• PROBLEM TO SOLVE: Only a number is wanted: how many lines in the records below contain "Some"?

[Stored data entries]

···

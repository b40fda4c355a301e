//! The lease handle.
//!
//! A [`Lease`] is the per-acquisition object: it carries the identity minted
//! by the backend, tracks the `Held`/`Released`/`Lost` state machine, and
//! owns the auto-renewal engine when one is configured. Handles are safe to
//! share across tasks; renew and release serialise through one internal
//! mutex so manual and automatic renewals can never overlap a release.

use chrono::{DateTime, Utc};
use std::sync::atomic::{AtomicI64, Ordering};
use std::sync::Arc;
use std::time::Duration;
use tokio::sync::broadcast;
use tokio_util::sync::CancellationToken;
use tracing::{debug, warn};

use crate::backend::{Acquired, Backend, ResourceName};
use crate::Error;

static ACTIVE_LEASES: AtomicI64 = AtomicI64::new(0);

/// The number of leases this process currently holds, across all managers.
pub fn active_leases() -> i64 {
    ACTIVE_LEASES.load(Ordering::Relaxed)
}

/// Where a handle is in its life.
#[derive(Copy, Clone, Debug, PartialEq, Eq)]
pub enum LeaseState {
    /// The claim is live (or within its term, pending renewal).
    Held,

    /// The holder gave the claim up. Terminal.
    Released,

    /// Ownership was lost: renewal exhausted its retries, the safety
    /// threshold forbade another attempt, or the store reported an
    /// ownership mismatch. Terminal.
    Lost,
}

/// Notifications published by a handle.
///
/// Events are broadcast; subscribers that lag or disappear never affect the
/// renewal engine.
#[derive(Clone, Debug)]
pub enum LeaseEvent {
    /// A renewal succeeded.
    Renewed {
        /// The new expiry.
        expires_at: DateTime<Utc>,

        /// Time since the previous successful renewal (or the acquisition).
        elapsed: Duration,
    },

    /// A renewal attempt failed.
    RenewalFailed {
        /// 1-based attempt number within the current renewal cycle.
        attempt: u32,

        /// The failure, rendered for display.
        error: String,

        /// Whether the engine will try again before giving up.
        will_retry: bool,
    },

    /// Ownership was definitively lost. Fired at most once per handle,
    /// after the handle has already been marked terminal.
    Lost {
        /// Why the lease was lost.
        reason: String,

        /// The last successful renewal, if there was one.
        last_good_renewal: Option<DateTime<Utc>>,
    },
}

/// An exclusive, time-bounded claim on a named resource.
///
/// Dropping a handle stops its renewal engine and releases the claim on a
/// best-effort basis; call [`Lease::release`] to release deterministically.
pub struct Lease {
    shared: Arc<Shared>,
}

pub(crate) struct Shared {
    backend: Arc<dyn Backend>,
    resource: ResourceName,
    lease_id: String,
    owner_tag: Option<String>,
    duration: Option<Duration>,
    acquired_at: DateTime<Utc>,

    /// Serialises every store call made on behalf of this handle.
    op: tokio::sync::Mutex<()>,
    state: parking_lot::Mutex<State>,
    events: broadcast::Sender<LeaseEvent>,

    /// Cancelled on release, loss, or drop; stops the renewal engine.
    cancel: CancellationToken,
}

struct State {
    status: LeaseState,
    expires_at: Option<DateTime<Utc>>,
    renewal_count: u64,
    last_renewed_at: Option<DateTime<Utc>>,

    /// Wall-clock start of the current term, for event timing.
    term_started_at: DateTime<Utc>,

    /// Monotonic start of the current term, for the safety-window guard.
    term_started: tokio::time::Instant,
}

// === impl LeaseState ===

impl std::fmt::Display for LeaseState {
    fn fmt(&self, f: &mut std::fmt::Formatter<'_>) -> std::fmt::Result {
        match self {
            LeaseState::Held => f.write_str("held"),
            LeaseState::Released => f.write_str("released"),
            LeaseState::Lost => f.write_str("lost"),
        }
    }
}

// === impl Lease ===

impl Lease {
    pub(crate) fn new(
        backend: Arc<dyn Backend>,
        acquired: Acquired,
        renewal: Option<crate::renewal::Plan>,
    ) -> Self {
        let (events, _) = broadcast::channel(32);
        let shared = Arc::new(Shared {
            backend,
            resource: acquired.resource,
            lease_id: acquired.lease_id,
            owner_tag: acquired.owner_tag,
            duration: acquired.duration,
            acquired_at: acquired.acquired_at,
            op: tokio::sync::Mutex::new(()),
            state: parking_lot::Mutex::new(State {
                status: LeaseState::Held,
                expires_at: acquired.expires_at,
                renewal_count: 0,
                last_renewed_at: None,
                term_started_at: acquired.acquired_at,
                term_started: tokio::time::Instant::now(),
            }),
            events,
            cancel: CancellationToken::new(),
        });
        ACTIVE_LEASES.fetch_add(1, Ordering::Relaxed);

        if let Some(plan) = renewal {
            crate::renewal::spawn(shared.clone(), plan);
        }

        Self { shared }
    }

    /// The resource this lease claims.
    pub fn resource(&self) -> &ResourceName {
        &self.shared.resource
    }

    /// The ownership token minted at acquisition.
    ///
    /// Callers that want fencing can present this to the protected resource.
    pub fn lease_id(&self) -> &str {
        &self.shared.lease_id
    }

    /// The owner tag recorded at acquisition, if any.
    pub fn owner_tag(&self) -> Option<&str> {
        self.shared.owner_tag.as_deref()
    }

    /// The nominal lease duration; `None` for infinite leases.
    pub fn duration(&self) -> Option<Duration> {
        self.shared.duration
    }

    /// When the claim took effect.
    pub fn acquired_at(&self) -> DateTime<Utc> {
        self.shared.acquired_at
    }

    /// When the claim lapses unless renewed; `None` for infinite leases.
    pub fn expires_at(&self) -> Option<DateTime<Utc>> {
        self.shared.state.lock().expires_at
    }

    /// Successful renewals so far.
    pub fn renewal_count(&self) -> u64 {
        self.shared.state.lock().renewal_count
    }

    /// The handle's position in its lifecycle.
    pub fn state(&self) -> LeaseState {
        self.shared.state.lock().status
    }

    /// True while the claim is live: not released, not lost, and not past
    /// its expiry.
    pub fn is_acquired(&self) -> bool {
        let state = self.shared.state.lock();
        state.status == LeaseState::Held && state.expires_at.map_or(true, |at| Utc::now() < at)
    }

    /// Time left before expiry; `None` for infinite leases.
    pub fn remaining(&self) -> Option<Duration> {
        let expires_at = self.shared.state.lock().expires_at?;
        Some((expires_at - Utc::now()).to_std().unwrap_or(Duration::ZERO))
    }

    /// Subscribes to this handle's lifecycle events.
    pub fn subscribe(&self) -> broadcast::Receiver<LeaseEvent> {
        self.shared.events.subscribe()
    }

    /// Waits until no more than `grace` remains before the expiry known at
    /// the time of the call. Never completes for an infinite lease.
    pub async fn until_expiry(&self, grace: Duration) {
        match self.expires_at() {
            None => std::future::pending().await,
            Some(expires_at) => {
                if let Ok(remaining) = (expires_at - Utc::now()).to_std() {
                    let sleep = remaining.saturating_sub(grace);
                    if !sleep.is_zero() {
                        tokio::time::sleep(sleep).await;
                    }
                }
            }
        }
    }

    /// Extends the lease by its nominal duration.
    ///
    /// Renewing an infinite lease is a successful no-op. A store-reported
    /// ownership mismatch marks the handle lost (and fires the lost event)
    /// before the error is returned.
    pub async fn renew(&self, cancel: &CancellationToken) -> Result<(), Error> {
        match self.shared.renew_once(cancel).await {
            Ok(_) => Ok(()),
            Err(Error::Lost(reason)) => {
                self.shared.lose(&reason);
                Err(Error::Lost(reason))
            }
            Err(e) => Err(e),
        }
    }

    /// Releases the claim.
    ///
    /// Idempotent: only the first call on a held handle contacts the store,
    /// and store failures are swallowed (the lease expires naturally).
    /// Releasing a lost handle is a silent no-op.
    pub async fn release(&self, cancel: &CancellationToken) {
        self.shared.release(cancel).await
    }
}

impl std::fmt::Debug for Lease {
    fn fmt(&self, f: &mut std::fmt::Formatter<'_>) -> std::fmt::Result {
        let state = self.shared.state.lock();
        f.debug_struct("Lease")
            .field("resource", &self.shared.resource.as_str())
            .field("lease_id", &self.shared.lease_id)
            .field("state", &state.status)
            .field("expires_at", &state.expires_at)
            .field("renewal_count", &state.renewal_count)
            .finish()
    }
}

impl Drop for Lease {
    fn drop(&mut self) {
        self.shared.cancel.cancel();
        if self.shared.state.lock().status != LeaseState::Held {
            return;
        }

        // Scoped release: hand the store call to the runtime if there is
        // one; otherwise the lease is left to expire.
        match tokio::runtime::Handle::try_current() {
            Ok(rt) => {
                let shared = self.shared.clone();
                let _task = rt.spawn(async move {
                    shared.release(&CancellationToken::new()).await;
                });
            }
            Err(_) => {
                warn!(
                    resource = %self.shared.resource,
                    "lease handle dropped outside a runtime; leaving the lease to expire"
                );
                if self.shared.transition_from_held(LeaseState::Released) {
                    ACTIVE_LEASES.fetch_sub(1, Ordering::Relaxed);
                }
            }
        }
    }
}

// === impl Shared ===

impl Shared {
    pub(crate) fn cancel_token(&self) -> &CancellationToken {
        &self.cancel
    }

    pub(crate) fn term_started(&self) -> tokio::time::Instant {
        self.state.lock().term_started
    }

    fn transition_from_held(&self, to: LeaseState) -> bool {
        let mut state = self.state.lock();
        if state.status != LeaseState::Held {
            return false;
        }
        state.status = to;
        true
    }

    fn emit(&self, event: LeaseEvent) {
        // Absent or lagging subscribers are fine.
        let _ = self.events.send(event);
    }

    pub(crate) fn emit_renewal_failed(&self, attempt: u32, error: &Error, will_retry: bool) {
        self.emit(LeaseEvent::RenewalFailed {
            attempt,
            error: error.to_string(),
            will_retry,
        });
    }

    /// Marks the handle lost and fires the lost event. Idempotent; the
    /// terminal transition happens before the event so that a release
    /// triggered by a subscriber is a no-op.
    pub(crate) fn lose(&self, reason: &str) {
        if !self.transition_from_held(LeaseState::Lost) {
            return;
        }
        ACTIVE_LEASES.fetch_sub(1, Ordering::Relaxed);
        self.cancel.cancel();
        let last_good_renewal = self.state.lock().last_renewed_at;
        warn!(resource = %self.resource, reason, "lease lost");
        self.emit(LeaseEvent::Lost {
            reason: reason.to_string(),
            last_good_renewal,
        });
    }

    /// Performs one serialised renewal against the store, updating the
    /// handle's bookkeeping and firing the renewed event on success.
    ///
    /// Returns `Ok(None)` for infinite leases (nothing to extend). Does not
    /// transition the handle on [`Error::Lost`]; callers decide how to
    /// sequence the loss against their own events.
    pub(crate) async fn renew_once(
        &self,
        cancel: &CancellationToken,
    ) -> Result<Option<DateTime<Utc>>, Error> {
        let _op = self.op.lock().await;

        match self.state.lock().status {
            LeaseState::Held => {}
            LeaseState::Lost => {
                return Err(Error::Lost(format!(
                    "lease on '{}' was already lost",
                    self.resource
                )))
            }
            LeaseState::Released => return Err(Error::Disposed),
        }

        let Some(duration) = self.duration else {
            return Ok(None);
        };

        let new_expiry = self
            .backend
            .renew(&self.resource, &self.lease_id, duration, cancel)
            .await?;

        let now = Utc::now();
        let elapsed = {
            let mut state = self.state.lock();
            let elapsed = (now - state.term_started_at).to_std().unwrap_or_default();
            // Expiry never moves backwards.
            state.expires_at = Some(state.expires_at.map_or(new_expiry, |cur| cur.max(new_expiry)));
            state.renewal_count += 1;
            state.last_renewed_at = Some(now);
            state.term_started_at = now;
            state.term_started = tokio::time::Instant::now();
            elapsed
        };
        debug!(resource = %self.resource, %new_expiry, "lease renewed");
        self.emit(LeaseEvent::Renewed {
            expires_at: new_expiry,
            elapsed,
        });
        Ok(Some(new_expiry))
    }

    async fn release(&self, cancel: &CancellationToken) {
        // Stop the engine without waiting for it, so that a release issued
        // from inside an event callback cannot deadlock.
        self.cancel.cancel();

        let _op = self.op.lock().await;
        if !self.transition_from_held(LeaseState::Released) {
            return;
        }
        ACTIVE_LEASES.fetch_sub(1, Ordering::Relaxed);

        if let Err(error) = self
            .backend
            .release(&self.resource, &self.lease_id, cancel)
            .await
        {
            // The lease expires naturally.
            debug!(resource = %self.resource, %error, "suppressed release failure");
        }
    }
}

···

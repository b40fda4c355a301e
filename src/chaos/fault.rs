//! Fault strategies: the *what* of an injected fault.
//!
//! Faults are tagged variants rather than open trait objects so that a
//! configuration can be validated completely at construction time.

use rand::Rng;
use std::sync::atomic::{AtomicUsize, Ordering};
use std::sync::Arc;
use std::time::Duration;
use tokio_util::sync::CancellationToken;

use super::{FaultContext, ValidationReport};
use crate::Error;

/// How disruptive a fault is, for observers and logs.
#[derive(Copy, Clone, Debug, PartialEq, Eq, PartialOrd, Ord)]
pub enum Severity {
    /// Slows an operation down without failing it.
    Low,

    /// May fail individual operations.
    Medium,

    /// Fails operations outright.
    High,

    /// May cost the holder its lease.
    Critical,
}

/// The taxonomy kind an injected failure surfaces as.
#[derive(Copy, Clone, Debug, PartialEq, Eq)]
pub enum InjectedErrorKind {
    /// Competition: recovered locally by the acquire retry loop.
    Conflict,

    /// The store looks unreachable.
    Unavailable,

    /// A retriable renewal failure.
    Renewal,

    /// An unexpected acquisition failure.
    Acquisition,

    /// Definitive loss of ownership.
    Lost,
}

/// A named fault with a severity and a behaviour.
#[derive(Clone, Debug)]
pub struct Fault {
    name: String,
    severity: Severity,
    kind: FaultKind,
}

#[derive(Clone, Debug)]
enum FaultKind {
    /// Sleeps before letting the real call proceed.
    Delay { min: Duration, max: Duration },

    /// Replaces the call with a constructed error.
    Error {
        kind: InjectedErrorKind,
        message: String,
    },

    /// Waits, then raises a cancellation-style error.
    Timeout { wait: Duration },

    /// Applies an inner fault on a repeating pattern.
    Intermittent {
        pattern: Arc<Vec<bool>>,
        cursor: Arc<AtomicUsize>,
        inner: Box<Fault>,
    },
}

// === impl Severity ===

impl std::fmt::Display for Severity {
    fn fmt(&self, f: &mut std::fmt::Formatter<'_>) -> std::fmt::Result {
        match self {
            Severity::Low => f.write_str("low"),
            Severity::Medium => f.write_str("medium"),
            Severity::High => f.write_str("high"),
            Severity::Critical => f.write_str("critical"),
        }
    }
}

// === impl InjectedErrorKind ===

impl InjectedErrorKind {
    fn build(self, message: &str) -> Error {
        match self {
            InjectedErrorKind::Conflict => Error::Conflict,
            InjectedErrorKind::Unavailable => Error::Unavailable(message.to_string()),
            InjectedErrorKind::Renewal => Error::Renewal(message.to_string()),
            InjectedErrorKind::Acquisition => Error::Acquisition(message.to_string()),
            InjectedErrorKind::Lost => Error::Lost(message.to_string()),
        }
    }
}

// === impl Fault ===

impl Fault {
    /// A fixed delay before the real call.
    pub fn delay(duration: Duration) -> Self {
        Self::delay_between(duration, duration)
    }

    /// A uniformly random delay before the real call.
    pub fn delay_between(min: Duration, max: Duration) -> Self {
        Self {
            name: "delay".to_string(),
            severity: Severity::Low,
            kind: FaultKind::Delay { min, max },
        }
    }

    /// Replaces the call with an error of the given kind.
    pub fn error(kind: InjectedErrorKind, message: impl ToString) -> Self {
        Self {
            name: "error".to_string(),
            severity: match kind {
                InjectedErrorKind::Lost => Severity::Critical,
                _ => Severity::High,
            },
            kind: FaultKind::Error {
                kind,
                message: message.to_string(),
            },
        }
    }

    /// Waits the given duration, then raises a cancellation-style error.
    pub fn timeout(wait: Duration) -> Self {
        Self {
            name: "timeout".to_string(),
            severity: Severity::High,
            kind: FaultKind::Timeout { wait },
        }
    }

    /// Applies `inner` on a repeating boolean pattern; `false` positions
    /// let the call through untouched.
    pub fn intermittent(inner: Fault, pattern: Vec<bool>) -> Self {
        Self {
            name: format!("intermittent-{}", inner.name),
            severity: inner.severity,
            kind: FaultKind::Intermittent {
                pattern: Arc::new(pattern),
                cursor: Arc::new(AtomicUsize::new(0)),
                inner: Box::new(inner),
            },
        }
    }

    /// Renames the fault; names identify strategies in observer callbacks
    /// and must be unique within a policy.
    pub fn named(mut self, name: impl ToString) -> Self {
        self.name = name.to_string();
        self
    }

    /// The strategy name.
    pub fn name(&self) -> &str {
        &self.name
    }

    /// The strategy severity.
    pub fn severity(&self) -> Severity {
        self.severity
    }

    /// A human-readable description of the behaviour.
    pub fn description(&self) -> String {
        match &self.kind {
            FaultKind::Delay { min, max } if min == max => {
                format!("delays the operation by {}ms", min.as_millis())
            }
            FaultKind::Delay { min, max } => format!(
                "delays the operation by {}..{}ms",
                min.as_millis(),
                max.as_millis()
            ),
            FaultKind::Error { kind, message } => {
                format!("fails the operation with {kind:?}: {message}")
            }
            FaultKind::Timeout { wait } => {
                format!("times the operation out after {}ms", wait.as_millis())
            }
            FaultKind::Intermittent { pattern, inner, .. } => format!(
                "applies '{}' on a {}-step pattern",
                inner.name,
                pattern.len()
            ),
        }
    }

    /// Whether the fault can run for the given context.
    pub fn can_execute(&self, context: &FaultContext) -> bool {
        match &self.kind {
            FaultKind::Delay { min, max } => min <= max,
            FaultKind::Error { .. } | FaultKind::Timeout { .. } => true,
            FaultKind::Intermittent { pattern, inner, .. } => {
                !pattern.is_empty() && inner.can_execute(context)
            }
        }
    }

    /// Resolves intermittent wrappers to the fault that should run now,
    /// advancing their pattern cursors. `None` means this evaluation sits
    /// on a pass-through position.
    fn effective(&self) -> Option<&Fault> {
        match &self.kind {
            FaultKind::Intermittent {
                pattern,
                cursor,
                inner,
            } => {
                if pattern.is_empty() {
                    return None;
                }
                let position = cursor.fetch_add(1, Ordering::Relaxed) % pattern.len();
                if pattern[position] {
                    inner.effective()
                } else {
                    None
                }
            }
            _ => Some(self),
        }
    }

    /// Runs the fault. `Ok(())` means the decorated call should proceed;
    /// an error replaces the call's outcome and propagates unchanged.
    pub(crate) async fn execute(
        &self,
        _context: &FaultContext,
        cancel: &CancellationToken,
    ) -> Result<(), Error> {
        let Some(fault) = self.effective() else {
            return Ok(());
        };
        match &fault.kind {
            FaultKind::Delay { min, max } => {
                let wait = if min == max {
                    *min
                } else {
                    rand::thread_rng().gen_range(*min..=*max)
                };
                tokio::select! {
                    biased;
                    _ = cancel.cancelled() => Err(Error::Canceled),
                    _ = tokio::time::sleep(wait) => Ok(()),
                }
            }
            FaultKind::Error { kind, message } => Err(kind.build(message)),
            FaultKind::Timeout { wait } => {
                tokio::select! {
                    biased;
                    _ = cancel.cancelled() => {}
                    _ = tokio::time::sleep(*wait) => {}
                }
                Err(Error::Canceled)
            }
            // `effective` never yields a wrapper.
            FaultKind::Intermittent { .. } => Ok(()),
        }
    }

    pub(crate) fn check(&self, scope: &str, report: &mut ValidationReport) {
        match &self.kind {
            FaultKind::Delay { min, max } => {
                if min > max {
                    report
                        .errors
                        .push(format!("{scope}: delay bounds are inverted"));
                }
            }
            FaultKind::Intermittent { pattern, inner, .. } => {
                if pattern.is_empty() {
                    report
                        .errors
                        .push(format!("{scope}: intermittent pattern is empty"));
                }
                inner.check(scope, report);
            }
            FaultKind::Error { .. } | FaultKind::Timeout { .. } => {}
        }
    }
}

···

• PROBLEM SOLUTION: 9